As  yesterday, I won´t waste too much time trying to make you understand many things you say are utterly wrong. I know it´d be to no avail ...
Just one thing, relative to one of the main reasons of your quite erroneous stand, that could help others learn that (just in case somebody doesn´t have it clear yet).
Quote from: David Cooper on 19/10/2018 23:46:27
... your situation is hopeless. There is an arbitrary choice to be made as to how much of the force should be counted as centripetal depending on whether you consider it to be the amount that would result in a circular orbit or if you consider it to be the amount that maintains the elliptical orbit at any point in time
"An arbitrary choice" when deciding "how much of the force should be counted as centripetal ...?" :
NOT AT ALL.
What quoted shows, once again, your really low education in Physics and Maths.
A much simpler case:
If we throw upwards and vertically a stone, all Physics variables will always have same vertical direction (speed, gravitational force, acceleration ...). Speed vector changes in size, but not in direction. Not necessary, I hope, to elaborate any further ...
But if we throw the stone with some inclination, earth´s gravitational pull vector (logically always vertical as before) produces two quite different effects: it changes speed size (as in above case), and also its direction.
It can easily be deduced that the trajectory will be parabolic, thanks to basic mathematical analysis, considering (at any point) separately the effect of the component of the weight in the direction of speed vector (which changes the size of the later), and the effect of the component perpendicular to the speed (which bends the trajectory).
That last component exerts what is called a centripetal force on the stone, because in an infinitesimal lapse of time any curved line is an infinitesimal arc of a circle, with same curvature as the line at that point ...

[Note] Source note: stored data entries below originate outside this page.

/*
 * Manages the tool's own settings: which directory holds the interface configs,
 * which prefixes mark metadata and disabled lines, extra metadata attribute
 * names, and the log level. Settings are persisted as JSON in the platform-local
 * configuration directory; a missing file yields the defaults.
 *
 * It uses a trait-based approach (`SettingsManagerOperations`) so callers and
 * tests can substitute the storage location. The concrete implementation
 * (`CoreSettingsManager`) resolves the directory through `path_utils`.
 */
use crate::core::line_classifier::{DEFAULT_DISABLED_PREFIX, DEFAULT_METADATA_PREFIX};
use crate::core::path_utils;
use serde::{Deserialize, Serialize};
use std::fs::File;
use std::io::{self, BufReader, BufWriter};
use std::path::{Path, PathBuf};

pub const APP_NAME: &str = "wg-meta";
const SETTINGS_FILENAME: &str = "settings.json";
const DEFAULT_CONFIG_DIR: &str = "/etc/wireguard";
const DEFAULT_FILE_PATTERN: &str = "*.conf";
const DEFAULT_DRY_RUN_SUFFIX: &str = ".dryrun";

#[derive(Debug)]
pub enum SettingsError {
    Io(io::Error),
    Serde(serde_json::Error),
    NoConfigDirectory,
}

impl From<io::Error> for SettingsError {
    fn from(err: io::Error) -> Self {
        SettingsError::Io(err)
    }
}

impl From<serde_json::Error> for SettingsError {
    fn from(err: serde_json::Error) -> Self {
        SettingsError::Serde(err)
    }
}

impl std::fmt::Display for SettingsError {
    fn fmt(&self, f: &mut std::fmt::Formatter<'_>) -> std::fmt::Result {
        match self {
            SettingsError::Io(e) => write!(f, "Settings I/O error: {e}"),
            SettingsError::Serde(e) => write!(f, "Settings file format error: {e}"),
            SettingsError::NoConfigDirectory => {
                write!(f, "Could not determine the settings directory")
            }
        }
    }
}

impl std::error::Error for SettingsError {
    fn source(&self) -> Option<&(dyn std::error::Error + 'static)> {
        match self {
            SettingsError::Io(e) => Some(e),
            SettingsError::Serde(e) => Some(e),
            SettingsError::NoConfigDirectory => None,
        }
    }
}

pub type Result<T> = std::result::Result<T, SettingsError>;

#[derive(Debug, Clone, PartialEq, Eq, Serialize, Deserialize)]
#[serde(default)]
pub struct StoreSettings {
    pub config_dir: PathBuf,
    pub metadata_prefix: String,
    pub disabled_prefix: String,
    // Merged with Name, Alias and Disabled.
    pub extra_metadata_attributes: Vec<String>,
    pub file_pattern: String,
    pub dry_run_suffix: String,
    pub log_level: String,
}

impl Default for StoreSettings {
    fn default() -> Self {
        StoreSettings {
            config_dir: PathBuf::from(DEFAULT_CONFIG_DIR),
            metadata_prefix: DEFAULT_METADATA_PREFIX.to_string(),
            disabled_prefix: DEFAULT_DISABLED_PREFIX.to_string(),
            extra_metadata_attributes: Vec::new(),
            file_pattern: DEFAULT_FILE_PATTERN.to_string(),
            dry_run_suffix: DEFAULT_DRY_RUN_SUFFIX.to_string(),
            log_level: "info".to_string(),
        }
    }
}

impl StoreSettings {
    /// Log level filter; unknown names fall back to `Info`.
    pub fn log_level_filter(&self) -> log::LevelFilter {
        self.log_level.parse().unwrap_or(log::LevelFilter::Info)
    }
}

pub trait SettingsManagerOperations: Send + Sync {
    fn load_settings(&self, app_name: &str) -> Result<StoreSettings>;
    fn save_settings(&self, app_name: &str, settings: &StoreSettings) -> Result<()>;
}

pub struct CoreSettingsManager {}

impl CoreSettingsManager {
    pub fn new() -> Self {
        CoreSettingsManager {}
    }
}

impl Default for CoreSettingsManager {
    fn default() -> Self {
        Self::new()
    }
}

fn load_settings_from(file_path: &Path) -> Result<StoreSettings> {
    if !file_path.exists() {
        log::debug!("CoreSettingsManager: Settings file {file_path:?} does not exist, using defaults.");
        return Ok(StoreSettings::default());
    }
    let reader = BufReader::new(File::open(file_path)?);
    let settings: StoreSettings = serde_json::from_reader(reader)?;
    log::debug!("CoreSettingsManager: Loaded settings from {file_path:?}.");
    Ok(settings)
}

fn save_settings_to(file_path: &Path, settings: &StoreSettings) -> Result<()> {
    let writer = BufWriter::new(File::create(file_path)?);
    serde_json::to_writer_pretty(writer, settings)?;
    log::debug!("CoreSettingsManager: Saved settings to {file_path:?}.");
    Ok(())
}

impl SettingsManagerOperations for CoreSettingsManager {
    fn load_settings(&self, app_name: &str) -> Result<StoreSettings> {
        log::trace!("CoreSettingsManager: Loading settings for app '{app_name}'");
        let config_dir = path_utils::get_base_app_config_local_dir(app_name)
            .ok_or(SettingsError::NoConfigDirectory)?;
        load_settings_from(&config_dir.join(SETTINGS_FILENAME))
    }

    fn save_settings(&self, app_name: &str, settings: &StoreSettings) -> Result<()> {
        log::trace!("CoreSettingsManager: Saving settings for app '{app_name}'");
        let config_dir = path_utils::get_base_app_config_local_dir(app_name)
            .ok_or(SettingsError::NoConfigDirectory)?;
        save_settings_to(&config_dir.join(SETTINGS_FILENAME), settings)
    }
}

#[cfg(test)]
mod tests {
    use super::*;
    use std::fs;
    use tempfile::tempdir;

    // Settings manager rooted in a caller-chosen directory.
    struct TestSettingsManager {
        mock_config_dir: PathBuf,
    }

    impl SettingsManagerOperations for TestSettingsManager {
        fn load_settings(&self, _app_name: &str) -> Result<StoreSettings> {
            load_settings_from(&self.mock_config_dir.join(SETTINGS_FILENAME))
        }

        fn save_settings(&self, _app_name: &str, settings: &StoreSettings) -> Result<()> {
            save_settings_to(&self.mock_config_dir.join(SETTINGS_FILENAME), settings)
        }
    }

    #[test]
    fn test_missing_settings_file_yields_defaults() {
        // Arrange
        let dir = tempdir().unwrap();
        let manager = TestSettingsManager {
            mock_config_dir: dir.path().to_path_buf(),
        };

        // Act
        let settings = manager.load_settings(APP_NAME).unwrap();

        // Assert
        assert_eq!(settings, StoreSettings::default());
        assert_eq!(settings.metadata_prefix, "#+");
        assert_eq!(settings.disabled_prefix, "#-");
        assert_eq!(settings.config_dir, PathBuf::from("/etc/wireguard"));
    }

    #[test]
    fn test_save_and_load_round_trip() {
        // Arrange
        let dir = tempdir().unwrap();
        let manager = TestSettingsManager {
            mock_config_dir: dir.path().to_path_buf(),
        };
        let settings = StoreSettings {
            config_dir: PathBuf::from("/srv/wg"),
            extra_metadata_attributes: vec!["Owner".to_string()],
            log_level: "debug".to_string(),
            ..StoreSettings::default()
        };

        // Act
        manager.save_settings(APP_NAME, &settings).unwrap();
        let loaded = manager.load_settings(APP_NAME).unwrap();

        // Assert
        assert_eq!(loaded, settings);
        assert_eq!(loaded.log_level_filter(), log::LevelFilter::Debug);
    }

    #[test]
    fn test_partial_settings_file_fills_defaults() {
        let dir = tempdir().unwrap();
        fs::write(
            dir.path().join(SETTINGS_FILENAME),
            r#"{ "metadata_prefix": ";+" }"#,
        )
        .unwrap();
        let manager = TestSettingsManager {
            mock_config_dir: dir.path().to_path_buf(),
        };

        let loaded = manager.load_settings(APP_NAME).unwrap();

        assert_eq!(loaded.metadata_prefix, ";+");
        assert_eq!(loaded.disabled_prefix, "#-");
        assert_eq!(loaded.dry_run_suffix, ".dryrun");
    }

    #[test]
    fn test_malformed_settings_file_is_serde_error() {
        let dir = tempdir().unwrap();
        fs::write(dir.path().join(SETTINGS_FILENAME), "{ not json").unwrap();
        let manager = TestSettingsManager {
            mock_config_dir: dir.path().to_path_buf(),
        };
        assert!(matches!(
            manager.load_settings(APP_NAME),
            Err(SettingsError::Serde(_))
        ));
    }

    #[test]
    fn test_unknown_log_level_falls_back_to_info() {
        let settings = StoreSettings {
            log_level: "chatty".to_string(),
            ..StoreSettings::default()
        };
        assert_eq!(settings.log_level_filter(), log::LevelFilter::Info);
    }
}
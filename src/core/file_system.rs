use glob::glob;
use std::fs;
use std::io::{self, Write};
use std::path::{Path, PathBuf};
use tempfile::NamedTempFile;

/*
 * This module provides the file system access the config store needs: listing the
 * interface files in a config directory, reading one, and writing one back. It
 * defines errors specific to these operations, a trait `ConfigFileOperations`
 * for abstracting them (so the store can run against an in-memory mock in
 * tests), and the concrete implementation `CoreConfigFiles`.
 */

#[derive(Debug)]
pub enum FileSystemError {
    Io(io::Error),
    Pattern(glob::PatternError),
    Glob(glob::GlobError),
    InvalidPath(PathBuf),
}

impl From<io::Error> for FileSystemError {
    fn from(err: io::Error) -> Self {
        FileSystemError::Io(err)
    }
}

impl From<glob::PatternError> for FileSystemError {
    fn from(err: glob::PatternError) -> Self {
        FileSystemError::Pattern(err)
    }
}

impl From<glob::GlobError> for FileSystemError {
    fn from(err: glob::GlobError) -> Self {
        FileSystemError::Glob(err)
    }
}

impl std::fmt::Display for FileSystemError {
    fn fmt(&self, f: &mut std::fmt::Formatter<'_>) -> std::fmt::Result {
        match self {
            FileSystemError::Io(e) => write!(f, "I/O error: {e}"),
            FileSystemError::Pattern(e) => write!(f, "Invalid file pattern: {e}"),
            FileSystemError::Glob(e) => write!(f, "Directory listing error: {e}"),
            FileSystemError::InvalidPath(p) => write!(f, "Invalid path: {p:?}"),
        }
    }
}

impl std::error::Error for FileSystemError {
    fn source(&self) -> Option<&(dyn std::error::Error + 'static)> {
        match self {
            FileSystemError::Io(e) => Some(e),
            FileSystemError::Pattern(e) => Some(e),
            FileSystemError::Glob(e) => Some(e),
            FileSystemError::InvalidPath(_) => None,
        }
    }
}

pub type Result<T> = std::result::Result<T, FileSystemError>;

/*
 * Defines the file operations the config store depends on. Implementations must
 * make `write_config` appear atomic to readers: a reader sees either the old or
 * the new content, never a partial file.
 */
pub trait ConfigFileOperations: Send + Sync {
    /*
     * Lists files directly inside `config_dir` whose names match `file_pattern`
     * (e.g. `*.conf`). The result is sorted by path.
     */
    fn list_config_files(&self, config_dir: &Path, file_pattern: &str) -> Result<Vec<PathBuf>>;
    fn read_config(&self, path: &Path) -> Result<String>;
    fn write_config(&self, path: &Path, contents: &str) -> Result<()>;
}

pub struct CoreConfigFiles {}

impl CoreConfigFiles {
    pub fn new() -> Self {
        CoreConfigFiles {}
    }
}

impl Default for CoreConfigFiles {
    fn default() -> Self {
        Self::new()
    }
}

impl ConfigFileOperations for CoreConfigFiles {
    fn list_config_files(&self, config_dir: &Path, file_pattern: &str) -> Result<Vec<PathBuf>> {
        if !config_dir.is_dir() {
            return Err(FileSystemError::InvalidPath(config_dir.to_path_buf()));
        }
        let escaped_dir = glob::Pattern::escape(&config_dir.to_string_lossy());
        let pattern = format!("{escaped_dir}/{file_pattern}");
        log::debug!("CoreConfigFiles: Listing config files matching {pattern:?}");

        let mut paths = Vec::new();
        for entry in glob(&pattern)? {
            let path = entry?;
            if path.is_file() {
                paths.push(path);
            }
        }
        paths.sort();
        log::debug!(
            "CoreConfigFiles: Found {} config files in {config_dir:?}.",
            paths.len()
        );
        Ok(paths)
    }

    fn read_config(&self, path: &Path) -> Result<String> {
        log::trace!("CoreConfigFiles: Reading {path:?}");
        Ok(fs::read_to_string(path)?)
    }

    /*
     * Writes `contents` to a temporary file in the destination directory and then
     * renames it over `path`, so the destination is replaced in one step.
     */
    fn write_config(&self, path: &Path, contents: &str) -> Result<()> {
        let parent = path
            .parent()
            .filter(|parent| !parent.as_os_str().is_empty())
            .unwrap_or_else(|| Path::new("."));
        let mut temp_file = NamedTempFile::new_in(parent)?;
        temp_file.write_all(contents.as_bytes())?;
        temp_file.as_file().sync_all()?;
        temp_file.persist(path).map_err(|e| e.error)?;
        log::debug!(
            "CoreConfigFiles: Wrote {} bytes to {path:?}.",
            contents.len()
        );
        Ok(())
    }
}

/// Interface name for a config file: its file name without extension.
pub fn interface_name_from_path(path: &Path) -> Option<String> {
    path.file_stem()
        .map(|stem| stem.to_string_lossy().into_owned())
        .filter(|name| !name.is_empty())
}
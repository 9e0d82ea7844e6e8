/*
 * Renders an `InterfaceConfig` back to file text. Sections are emitted in their
 * recorded order, entries in their recorded order. Every line of a disabled
 * section, its header included, carries the disabled prefix. In non-plain mode a
 * header with the checksum of the plain body is prepended; the checksum is
 * computed over exactly the text that follows the header.
 */
use super::checksum_utils::compute_checksum;
use super::line_classifier::{HEADER_NOTICE, MetaPrefixes};
use super::models::{InterfaceConfig, Section, SectionEntry};

pub fn render_interface_config(
    config: &InterfaceConfig,
    prefixes: &MetaPrefixes,
    plain: bool,
) -> String {
    let body = render_body(config, prefixes);
    if plain {
        return body;
    }
    let checksum = compute_checksum(&body);
    log::trace!(
        "Serializer: Rendered '{}' with checksum {checksum}",
        config.name()
    );
    let mut text = render_header(prefixes, checksum);
    text.push_str(&body);
    text
}

fn render_header(prefixes: &MetaPrefixes, checksum: u32) -> String {
    format!(
        "{HEADER_NOTICE} Metadata lines start with '{}', disabled lines with '{}'.\n{} = {checksum}\n\n",
        prefixes.metadata(),
        prefixes.disabled(),
        prefixes.checksum_marker(),
    )
}

fn render_body(config: &InterfaceConfig, prefixes: &MetaPrefixes) -> String {
    let mut body = String::new();
    for section in config.sections() {
        render_section(&mut body, section, prefixes);
    }
    body
}

fn render_section(out: &mut String, section: &Section, prefixes: &MetaPrefixes) {
    let line_prefix = if section.is_disabled() {
        prefixes.disabled()
    } else {
        ""
    };
    out.push_str(&format!("{line_prefix}[{}]\n", section.section_type()));
    for entry in section.entries() {
        match entry {
            SectionEntry::Metadata { key, value } => out.push_str(&format!(
                "{line_prefix}{}{key} = {value}\n",
                prefixes.metadata()
            )),
            SectionEntry::Plain { key, value } => {
                out.push_str(&format!("{line_prefix}{key} = {value}\n"))
            }
            SectionEntry::Comment(text) => out.push_str(&format!("{line_prefix}{text}\n")),
        }
    }
    out.push('\n');
}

As somebody could not clearly understand that concept of “curvature” (most probably, you one of them):
"Curvature, in mathematics, (is) the rate of change of direction of a curve with respect to distance along the curve. At every point on a circle, the curvature is the reciprocal of the radius; for other curves (and straight lines, which can be regarded as circles of infinite radius), the curvature is the reciprocal of the radius of the circle that most closely conforms to the curve at the given point (see figure)”.
(Encyclopedia Britannica).
So, there is no arbitrary choice whatsoever, because it´s not me who choses "how much of the force should be counted as centripetal depending on whether you (I) consider ..."
It is just a rational way to analyze a physical phenomenon, really simple but not just "gravity" that only could be considered as a whole.
Educated adults learnt that as early as when teenagers !!
Whose situation is hopeless ??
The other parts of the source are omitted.